In mid-2015, Volkswagen proudly reached its goal of surpassing Toyota as the world’s largest automaker. A few months later, the U.S. Environmental Protection Agency disclosed that Volkswagen had installed software in 11 million cars that deceived emissions-testing mechanisms. By early 2017, VW had settled with American regulators and car owners for $20 billion, with additional lawsuits still looming. Recalling major corporate scandals of the recent past—such as the collapse of Bear Stearns and Lehman Brothers, and the deceptions practiced by Enron and WorldCom—the difference here was the extent of the conspiracy, the environmental harm done, and the admission of guilt for these actions extracted by the U.S. Department of Justice. All were unprecedented.

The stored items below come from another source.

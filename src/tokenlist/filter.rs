//! Pair eligibility and asset id resolution

use std::cell::RefCell;
use std::collections::{HashMap, HashSet};

use crate::config::ChainConfig;
use crate::types::AssetId;

/// Answers whether a persisted, active record exists for a symbol
///
/// Lookup failures are reported as `false`.
pub trait AssetExistenceOracle {
    fn exists_and_active(&self, symbol: &str) -> bool;
}

impl<T: AssetExistenceOracle + ?Sized> AssetExistenceOracle for &T {
    fn exists_and_active(&self, symbol: &str) -> bool {
        (**self).exists_and_active(symbol)
    }
}

/// In-memory oracle over a fixed set of active symbols
#[derive(Debug, Clone, Default)]
pub struct StaticAssetOracle {
    active: HashSet<String>,
}

impl StaticAssetOracle {
    pub fn new<I, S>(symbols: I) -> Self
    where
        I: IntoIterator<Item = S>,
        S: Into<String>,
    {
        Self {
            active: symbols.into_iter().map(Into::into).collect(),
        }
    }
}

impl AssetExistenceOracle for StaticAssetOracle {
    fn exists_and_active(&self, symbol: &str) -> bool {
        self.active.contains(symbol)
    }
}

/// Build the asset id for a raw symbol
pub fn resolve_asset_id(symbol: &str, native_symbol: &str, coin_id: u32) -> AssetId {
    if symbol == native_symbol {
        AssetId::build(coin_id, "")
    } else {
        AssetId::build(coin_id, symbol)
    }
}

/// Decides whether a pair leg may appear in the token list
pub struct PairFilter<'a, O: AssetExistenceOracle> {
    oracle: O,
    chain: &'a ChainConfig,
    memo: RefCell<HashMap<String, bool>>,
}

impl<'a, O: AssetExistenceOracle> PairFilter<'a, O> {
    pub fn new(oracle: O, chain: &'a ChainConfig) -> Self {
        Self {
            oracle,
            chain,
            memo: RefCell::new(HashMap::new()),
        }
    }

    pub fn chain(&self) -> &ChainConfig {
        self.chain
    }

    /// Native symbol is always eligible; anything else asks the oracle once per run
    pub fn is_eligible(&self, symbol: &str) -> bool {
        if self.chain.is_native(symbol) {
            return true;
        }

        if let Some(known) = self.memo.borrow().get(symbol) {
            return *known;
        }

        let eligible = self.oracle.exists_and_active(symbol);
        self.memo.borrow_mut().insert(symbol.to_string(), eligible);
        eligible
    }

    pub fn pair_is_eligible(&self, base: &str, quote: &str) -> bool {
        self.is_eligible(base) && self.is_eligible(quote)
    }

    /// Number of distinct non-native symbols looked up so far
    pub fn lookups(&self) -> usize {
        self.memo.borrow().len()
    }
}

In FASTER, HIGHER, FARTHER, the first book on Volkswagen’s shocking fraud, Jack Ewing, the reporter who has meticulously covered the story for The New York Times, offers a riveting and cautionary tale about power and corruption. In this gripping account, he takes readers behind the scenes to expose how this happened, who discovered the deception, and how the company tried to cover up its misdeeds. Populated by a fascinating cast of characters, and unfolding with the pace of a thriller, FASTER, HIGHER, FARTHER describes VW’s rise from “the people’s car” during the Nazi era to one of Germany’s most prestigious and important global brands, touted for being “green.” Ewing paints vivid portraits of Volkswagen chairman Ferdinand Piëch and chief executive Martin Winterkorn, arguing that the corporate culture they fostered drove employees—working feverishly in pursuit of impossible sales targets—to illegal methods. Unable to build cars that could meet U.S. emissions standards (which are more restrictive than European standards), engineers had to cheat. Volkswagen then compounded the fraud by spending millions marketing “clean diesel.” Their lie was exposed by a handful of West Virginia University researchers operating on a shoestring budget, and the result was a guilty plea to criminal charges in a landmark federal case.
FASTER, HIGHER, FARTHER reveals a story larger than an isolated set of misdeeds, explaining how the succeed-at-all-costs mentality prevalent in modern boardrooms led to one of corporate history’s farthest-reaching cases of fraud—with potentially devastating consequences.